■ **TASK INSTRUCTIONS**
A complete answer includes every line below with the word "crate".

(Dataset entries)
+---+

//! Irrigation decision engine: a three-way threshold comparator over soil
//! moisture and pH.
//!
//! ```text
//! moisture < 30 && pH in [6.0, 7.5]   ─▶ Activate
//! moisture > 70 || pH outside window  ─▶ Deactivate
//! otherwise                           ─▶ Hold (keep previous state)
//! ```
//!
//! The hold branch is a deliberate dead zone: with acceptable pH and moisture
//! in [30, 70] the pump keeps doing whatever it was doing.

use crate::ph::{PH_IDEAL_MAX, PH_IDEAL_MIN};
use crate::state::SensorSample;

/// Below this moisture percentage the soil needs water.
pub const MOISTURE_MIN: f64 = 30.0;
/// Above this moisture percentage irrigation must stop.
pub const MOISTURE_MAX: f64 = 70.0;

// ---------------------------------------------------------------------------
// Decision
// ---------------------------------------------------------------------------

#[derive(Debug, Clone, Copy, PartialEq, Eq)]
pub enum Decision {
    Activate,
    /// At least one of the flags is set.
    Deactivate { too_wet: bool, ph_out_of_range: bool },
    Hold,
}

impl Decision {
    /// Pure threshold evaluation; rules are checked in priority order.
    pub fn evaluate(moisture: f64, ph: f64) -> Self {
        let moisture_low = moisture < MOISTURE_MIN;
        let moisture_high = moisture > MOISTURE_MAX;
        let ph_ok = (PH_IDEAL_MIN..=PH_IDEAL_MAX).contains(&ph);

        if moisture_low && ph_ok {
            Self::Activate
        } else if moisture_high || !ph_ok {
            Self::Deactivate {
                too_wet: moisture_high,
                ph_out_of_range: !ph_ok,
            }
        } else {
            Self::Hold
        }
    }

    pub fn apply(self, previous: bool) -> bool {
        match self {
            Self::Activate => true,
            Self::Deactivate { .. } => false,
            Self::Hold => previous,
        }
    }
}

/// New irrigation state for `sample`, given the state before it.  Stateless
/// form of [`ActuatorState::update`], which the control loop uses.
pub fn decide(sample: &SensorSample, previous: bool) -> bool {
    Decision::evaluate(sample.soil_moisture_percent, sample.ph).apply(previous)
}

// ---------------------------------------------------------------------------
// Actuator state
// ---------------------------------------------------------------------------

/// The irrigation on/off state carried between cycles.  Only
/// [`ActuatorState::update`] can change it.
#[derive(Debug, Default)]
pub struct ActuatorState {
    irrigation_active: bool,
}

impl ActuatorState {
    pub fn is_active(&self) -> bool {
        self.irrigation_active
    }

    /// Run the decision for `sample` and store the result.
    pub fn update(&mut self, sample: &SensorSample) -> Decision {
        let decision = Decision::evaluate(sample.soil_moisture_percent, sample.ph);
        self.irrigation_active = decision.apply(self.irrigation_active);
        decision
    }
}

// ===========================================================================
// Tests
// ===========================================================================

+---+

■ **SOLUTION**
use crate::ph::{PH_IDEAL_MAX, PH_IDEAL_MIN};
use crate::state::SensorSample;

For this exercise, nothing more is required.